# Action item:
Which of the lines below mention the word "MatchOrder"? Pull each one out.

# Records provided:

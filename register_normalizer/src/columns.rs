use log::debug;

use crate::config::*;

struct RoleRule {
    role: FieldRole,
    // Normalized names, by decreasing priority.
    candidates: &'static [&'static str],
}

// The order of resolution matters: a column bound to a role is not considered
// for the following roles, and a role bound by an earlier rule is not resolved
// again. Headers that can only be a combined number go first. The parts of the
// elector number come next, so that "Elector Number Prefix" is never taken for
// the number itself.
const RESOLUTION_RULES: [RoleRule; 12] = [
    RoleRule {
        role: FieldRole::FullElectorNumber,
        candidates: &["full elector number", "fullelectornumber", "elector id"],
    },
    RoleRule {
        role: FieldRole::PrefixPart,
        candidates: &["elector number prefix", "electornumberprefix", "prefix"],
    },
    RoleRule {
        role: FieldRole::SuffixPart,
        candidates: &["elector number suffix", "electornumbersuffix", "suffix"],
    },
    RoleRule {
        role: FieldRole::NumberPart,
        candidates: &["elector number", "electornumber", "elector no", "number"],
    },
    RoleRule {
        role: FieldRole::FullElectorNumber,
        candidates: &[
            "full elector number",
            "elector number",
            "electornumber",
            "elector id",
            "elector no",
        ],
    },
    RoleRule {
        role: FieldRole::MarkerDescription,
        candidates: &[
            "elector marker type",
            "electormarkertype",
            "marker type",
            "marker description",
            "franchise description",
        ],
    },
    RoleRule {
        role: FieldRole::Marker,
        candidates: &[
            "elector markers",
            "elector marker",
            "markers",
            "marker",
            "franchise",
        ],
    },
    RoleRule {
        role: FieldRole::PollingDistrict,
        candidates: &["polling district", "pollingdistrict"],
    },
    RoleRule {
        role: FieldRole::Name,
        candidates: &["name", "elector name", "full name", "names"],
    },
    RoleRule {
        role: FieldRole::Postcode,
        candidates: &["postcode", "post code", "postal code", "zip"],
    },
    RoleRule {
        role: FieldRole::Address2,
        candidates: &["address 2", "address2", "address line 2", "addressline2"],
    },
    RoleRule {
        role: FieldRole::Address1,
        candidates: &[
            "address 1",
            "address1",
            "address line 1",
            "addressline1",
            "address",
        ],
    },
];

/// Lowercase, `_` and `-` read as spaces, single spaces, no byte-order mark.
pub fn normalize_header(name: &str) -> String {
    name.trim_start_matches('\u{feff}')
        .to_lowercase()
        .replace(['_', '-'], " ")
        .split_whitespace()
        .collect::<Vec<&str>>()
        .join(" ")
}

fn fits(field: &str, candidate: &str, mode: MatchMode) -> bool {
    match mode {
        MatchMode::Substring => field.contains(candidate),
        MatchMode::Exact => field == candidate,
    }
}

fn find_field(
    fields: &[String],
    candidates: &[&str],
    taken: &FieldRoleMap,
    mode: MatchMode,
    order: MatchOrder,
) -> Option<usize> {
    let free = |idx: &usize| !taken.is_index_bound(*idx);
    match order {
        MatchOrder::FieldsFirst => fields
            .iter()
            .enumerate()
            .filter(|(idx, _)| free(idx))
            .find(|(_, f)| candidates.iter().any(|c| fits(f, c, mode)))
            .map(|(idx, _)| idx),
        MatchOrder::CandidatesFirst => candidates.iter().find_map(|c| {
            fields
                .iter()
                .enumerate()
                .filter(|(idx, _)| free(idx))
                .find(|(_, f)| fits(f, c, mode))
                .map(|(idx, _)| idx)
        }),
    }
}

/// Finds, for each role, the column of the schema that plays it.
///
/// The result only depends on the schema and on the matching mode and order
/// in the settings. A column is bound to at most one role.
pub fn resolve_columns(schema: &[String], settings: &NormalizeSettings) -> FieldRoleMap {
    let fields: Vec<String> = schema.iter().map(|s| normalize_header(s)).collect();
    let mut map = FieldRoleMap::default();
    for rule in RESOLUTION_RULES.iter() {
        if map.is_bound(rule.role) {
            continue;
        }
        if let Some(index) = find_field(
            &fields,
            rule.candidates,
            &map,
            settings.match_mode,
            settings.match_order,
        ) {
            map.bind(
                rule.role,
                BoundField {
                    name: schema[index].clone(),
                    index,
                },
            );
        }
    }

    // A single "Elector Number" column without prefix or suffix holds the whole number.
    if !map.is_bound(FieldRole::FullElectorNumber)
        && !map.is_bound(FieldRole::PrefixPart)
        && !map.is_bound(FieldRole::SuffixPart)
    {
        if let Some(field) = map.unbind(FieldRole::NumberPart) {
            map.bind(FieldRole::FullElectorNumber, field);
        }
    }

    debug!("resolve_columns: schema: {:?} roles: {:?}", schema, map);
    map
}

#[cfg(test)]
mod tests {
    use super::*;

    fn schema(names: &[&str]) -> Vec<String> {
        names.iter().map(|s| s.to_string()).collect()
    }

    fn register_schema() -> Vec<String> {
        schema(&[
            "Elector Number Prefix",
            "Elector Number",
            "Elector Number Suffix",
            "Elector Markers",
            "Name",
            "Postcode",
            "Address 1",
        ])
    }

    #[test]
    fn split_elector_number_columns() {
        let map = resolve_columns(&register_schema(), &NormalizeSettings::DEFAULT_SETTINGS);
        assert_eq!(
            map.field_name(FieldRole::PrefixPart),
            Some("Elector Number Prefix")
        );
        assert_eq!(map.field_name(FieldRole::NumberPart), Some("Elector Number"));
        assert_eq!(
            map.field_name(FieldRole::SuffixPart),
            Some("Elector Number Suffix")
        );
        assert_eq!(map.field_name(FieldRole::FullElectorNumber), None);
        assert_eq!(map.field_name(FieldRole::Marker), Some("Elector Markers"));
        assert_eq!(map.field_name(FieldRole::Name), Some("Name"));
        assert_eq!(map.field_name(FieldRole::Postcode), Some("Postcode"));
        assert_eq!(map.field_name(FieldRole::Address1), Some("Address 1"));
        assert_eq!(map.field_name(FieldRole::Address2), None);
    }

    #[test]
    fn prefix_listed_after_number() {
        let s = schema(&[
            "Elector Number",
            "Elector Number Prefix",
            "Elector Number Suffix",
        ]);
        let map = resolve_columns(&s, &NormalizeSettings::DEFAULT_SETTINGS);
        assert_eq!(
            map.field_name(FieldRole::PrefixPart),
            Some("Elector Number Prefix")
        );
        assert_eq!(map.field_name(FieldRole::NumberPart), Some("Elector Number"));
    }

    #[test]
    fn full_and_split_number_columns() {
        let s = schema(&[
            "Full Elector Number",
            "Elector Number Prefix",
            "Elector Number",
            "Elector Number Suffix",
        ]);
        let map = resolve_columns(&s, &NormalizeSettings::DEFAULT_SETTINGS);
        assert_eq!(
            map.field_name(FieldRole::FullElectorNumber),
            Some("Full Elector Number")
        );
        assert_eq!(map.field_name(FieldRole::NumberPart), Some("Elector Number"));
        assert_eq!(
            map.field_name(FieldRole::PrefixPart),
            Some("Elector Number Prefix")
        );

        let s = schema(&["Elector Number", "Elector ID"]);
        let map = resolve_columns(&s, &NormalizeSettings::DEFAULT_SETTINGS);
        assert_eq!(map.field_name(FieldRole::FullElectorNumber), Some("Elector ID"));
        assert_eq!(map.field_name(FieldRole::NumberPart), Some("Elector Number"));
    }

    #[test]
    fn resolution_is_idempotent() {
        let s = register_schema();
        let first = resolve_columns(&s, &NormalizeSettings::DEFAULT_SETTINGS);
        let second = resolve_columns(&s, &NormalizeSettings::DEFAULT_SETTINGS);
        assert_eq!(first, second);
    }

    #[test]
    fn exact_mode() {
        let settings = NormalizeSettings {
            match_mode: MatchMode::Exact,
            ..NormalizeSettings::DEFAULT_SETTINGS
        };
        let map = resolve_columns(&register_schema(), &settings);
        assert_eq!(map.field_name(FieldRole::NumberPart), Some("Elector Number"));
        assert_eq!(map.field_name(FieldRole::Marker), Some("Elector Markers"));
        assert_eq!(map.field_name(FieldRole::Address1), Some("Address 1"));

        // "Home Address" is only found by substring.
        let s = schema(&["Home Address"]);
        assert_eq!(resolve_columns(&s, &settings).field_name(FieldRole::Address1), None);
        assert_eq!(
            resolve_columns(&s, &NormalizeSettings::DEFAULT_SETTINGS)
                .field_name(FieldRole::Address1),
            Some("Home Address")
        );
    }

    #[test]
    fn match_orders_can_disagree() {
        // "Franchise" comes first in the schema, "Marker" first in the candidates.
        let s = schema(&["Franchise", "Marker"]);
        let fields_first = resolve_columns(&s, &NormalizeSettings::DEFAULT_SETTINGS);
        assert_eq!(fields_first.field_name(FieldRole::Marker), Some("Franchise"));

        let settings = NormalizeSettings {
            match_order: MatchOrder::CandidatesFirst,
            ..NormalizeSettings::DEFAULT_SETTINGS
        };
        let candidates_first = resolve_columns(&s, &settings);
        assert_eq!(candidates_first.field_name(FieldRole::Marker), Some("Marker"));
    }

    #[test]
    fn single_number_column_is_the_full_number() {
        let s = schema(&["Elector No", "Markers", "Full Name", "Post Code", "Address"]);
        let map = resolve_columns(&s, &NormalizeSettings::DEFAULT_SETTINGS);
        assert_eq!(
            map.field_name(FieldRole::FullElectorNumber),
            Some("Elector No")
        );
        assert!(!map.is_bound(FieldRole::NumberPart));
        assert_eq!(map.field_name(FieldRole::Name), Some("Full Name"));
        assert_eq!(map.field_name(FieldRole::Postcode), Some("Post Code"));
        assert_eq!(map.field_name(FieldRole::Address1), Some("Address"));
    }

    #[test]
    fn address_lines_do_not_collide() {
        let s = schema(&["Address 2", "Address 1"]);
        let map = resolve_columns(&s, &NormalizeSettings::DEFAULT_SETTINGS);
        assert_eq!(map.field_name(FieldRole::Address1), Some("Address 1"));
        assert_eq!(map.field_name(FieldRole::Address2), Some("Address 2"));
    }

    #[test]
    fn normalized_output_schema() {
        let s: Vec<String> = OUTPUT_HEADER.iter().map(|s| s.to_string()).collect();
        let map = resolve_columns(&s, &NormalizeSettings::DEFAULT_SETTINGS);
        assert_eq!(
            map.field_name(FieldRole::FullElectorNumber),
            Some("ElectorNumber")
        );
        assert_eq!(
            map.field_name(FieldRole::MarkerDescription),
            Some("ElectorMarkerType")
        );
        assert_eq!(map.field_name(FieldRole::Marker), None);
        assert_eq!(
            map.field_name(FieldRole::PollingDistrict),
            Some("PollingDistrict")
        );
        assert_eq!(map.field_name(FieldRole::Address1), Some("Address1"));
        assert_eq!(map.field_name(FieldRole::Address2), Some("Address2"));
    }

    #[test]
    fn header_normalization() {
        assert_eq!(normalize_header("\u{feff}Elector_Number-Prefix "), "elector number prefix");
        assert_eq!(normalize_header("  Address   1"), "address 1");
    }

    #[test]
    fn empty_schema() {
        let map = resolve_columns(&[], &NormalizeSettings::DEFAULT_SETTINGS);
        assert_eq!(map, FieldRoleMap::default());
    }
}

# Exercise solution:
    order: MatchOrder,
        MatchOrder::FieldsFirst => fields
        MatchOrder::CandidatesFirst => candidates.iter().find_map(|c| {
            match_order: MatchOrder::CandidatesFirst,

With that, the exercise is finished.